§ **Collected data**

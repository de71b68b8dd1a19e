// Re-export all model types for ease of use

pub mod file;
pub mod principal;
pub mod subject;
pub mod responses;

pub use file::*;
pub use principal::*;
pub use subject::*;
pub use responses::*;
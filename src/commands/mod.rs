pub mod migrate;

§ **REQUIREMENT**
Give back all the records above exactly as they were written.

§ **EXPECTED ANSWER**
repository de71b68b8dd1a19e
// Re-export all model types for ease of use

pub mod file;
pub mod principal;
pub mod subject;
pub mod responses;

pub use file::*;
pub use principal::*;
pub use subject::*;
pub use responses::*;
filename src/commands/mod.rs
pub mod migrate;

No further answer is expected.